API Reference
This section provides complete API documentation for all Underthesea functions.
Core Functions​
| Function | Description | Install |
|---|---|---|
sent_tokenize | Sentence segmentation | Core |
text_normalize | Text normalization | Core |
word_tokenize | Word segmentation | Core |
pos_tag | Part-of-speech tagging | Core |
chunk | Phrase chunking | Core |
ner | Named entity recognition | Core |
classify | Text classification | Core |
sentiment | Sentiment analysis | Core |
convert_address | Address conversion (63→34 provinces) | Core |
Deep Learning Functions​
| Function | Description | Install |
|---|---|---|
dependency_parse | Dependency parsing | [deep] |
translate | Vietnamese-English translation | [deep] |
Additional Functions​
| Function | Description | Install |
|---|---|---|
lang_detect | Language detection | [langdetect] |
tts | Text-to-speech | [voice] |
agent | Conversational AI agent | [agent] |
Quick Import​
All main functions can be imported directly from underthesea:
from underthesea import (
sent_tokenize,
text_normalize,
word_tokenize,
pos_tag,
chunk,
ner,
classify,
sentiment,
dependency_parse, # requires [deep]
translate, # requires [deep]
lang_detect, # requires [langdetect]
agent, # requires [agent]
convert_address,
)
Common Parameters​
Many functions share common parameters:
format​
Controls output format:
None(default): Returns a list"text": Returns a string with underscores joining multi-word tokens
word_tokenize("Việt Nam", format=None) # ['Việt Nam']

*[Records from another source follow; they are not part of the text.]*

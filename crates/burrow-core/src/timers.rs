//! # Peer Timers
//!
//! The timer hooks the data plane drives. The hooks record instants; the
//! only active policies here are keep-key-fresh (re-initiate when the
//! receiving key-pair nears its rejection deadline) and the persistent
//! keep-alive sweep in the housekeeping tick.

use std::time::{Duration, Instant, SystemTime, UNIX_EPOCH};

use parking_lot::Mutex;

use crate::device::Device;
use crate::peer::Peer;
use crate::send::send_handshake_initiation;
use burrow_protocol::{KEEPALIVE_TIMEOUT_SECS, REJECT_AFTER_TIME_SECS, REKEY_TIMEOUT_SECS};

/// Timer state recorded per peer
pub struct PeerTimers {
    /// Wall-clock time of the last completed handshake, reported by `get`
    pub(crate) last_handshake: Mutex<Option<Duration>>,
    /// Any authenticated packet sent or received
    pub(crate) last_traversal: Mutex<Option<Instant>>,
    /// Any authenticated packet received
    pub(crate) last_received: Mutex<Option<Instant>>,
    /// Decrypted data (not keep-alive) received
    pub(crate) last_data_received: Mutex<Option<Instant>>,
    /// Last handshake initiation sent; rate-limits re-initiation
    pub(crate) last_initiation_sent: Mutex<Option<Instant>>,
    /// Last ephemeral key created
    pub(crate) ephemeral_created: Mutex<Option<Instant>>,
}

impl PeerTimers {
    pub fn new() -> Self {
        Self {
            last_handshake: Mutex::new(None),
            last_traversal: Mutex::new(None),
            last_received: Mutex::new(None),
            last_data_received: Mutex::new(None),
            last_initiation_sent: Mutex::new(None),
            ephemeral_created: Mutex::new(None),
        }
    }

    /// Last handshake time as (seconds, nanoseconds) since the epoch
    pub fn last_handshake_time(&self) -> (u64, u32) {
        match *self.last_handshake.lock() {
            Some(d) => (d.as_secs(), d.subsec_nanos()),
            None => (0, 0),
        }
    }
}

impl Default for PeerTimers {
    fn default() -> Self {
        Self::new()
    }
}

impl Peer {
    pub(crate) fn timer_any_authenticated_packet_traversal(&self) {
        *self.timers.last_traversal.lock() = Some(Instant::now());
    }

    pub(crate) fn timer_any_authenticated_packet_received(&self) {
        *self.timers.last_received.lock() = Some(Instant::now());
    }

    /// Handshake confirmed; stamps the wall-clock time `get` reports
    pub(crate) fn timer_handshake_complete(&self) {
        let now = SystemTime::now()
            .duration_since(UNIX_EPOCH)
            .unwrap_or_default();
        *self.timers.last_handshake.lock() = Some(now);
    }

    pub(crate) fn timer_ephemeral_key_created(&self) {
        *self.timers.ephemeral_created.lock() = Some(Instant::now());
    }

    pub(crate) fn timer_data_received(&self) {
        *self.timers.last_data_received.lock() = Some(Instant::now());
    }

    /// Whether a new initiation may be sent (REKEY_TIMEOUT spacing)
    pub(crate) fn may_initiate(&self) -> bool {
        match *self.timers.last_initiation_sent.lock() {
            Some(at) => at.elapsed() >= Duration::from_secs(REKEY_TIMEOUT_SECS),
            None => true,
        }
    }
}

/// Re-initiate before the receiving key-pair ages out. Only the initiator
/// rekeys on the receive path; the responder waits for the initiator's
/// fresh handshake.
pub(crate) fn keep_key_fresh_receiving(device: &Device, peer: &std::sync::Arc<Peer>) {
    let wants_rekey = {
        let keypairs = peer.keypairs.lock();
        match &keypairs.current {
            Some(kp) => {
                kp.is_initiator
                    && kp.created.elapsed()
                        >= Duration::from_secs(
                            REJECT_AFTER_TIME_SECS - KEEPALIVE_TIMEOUT_SECS - REKEY_TIMEOUT_SECS,
                        )
            }
            None => false,
        }
    };
    if wants_rekey {
        send_handshake_initiation(device, peer);
    }
}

word_tokenize("Việt Nam", format="text") # 'Việt_Nam'
model​
Specifies which model to use:
# Use default model
ner("text")
# Use specific model
ner("text", deep=True) # Use deep learning model
classify("text", model='prompt') # Use OpenAI model
domain​
Specifies the domain for domain-specific models:
classify("text", domain='bank')
sentiment("text", domain='bank')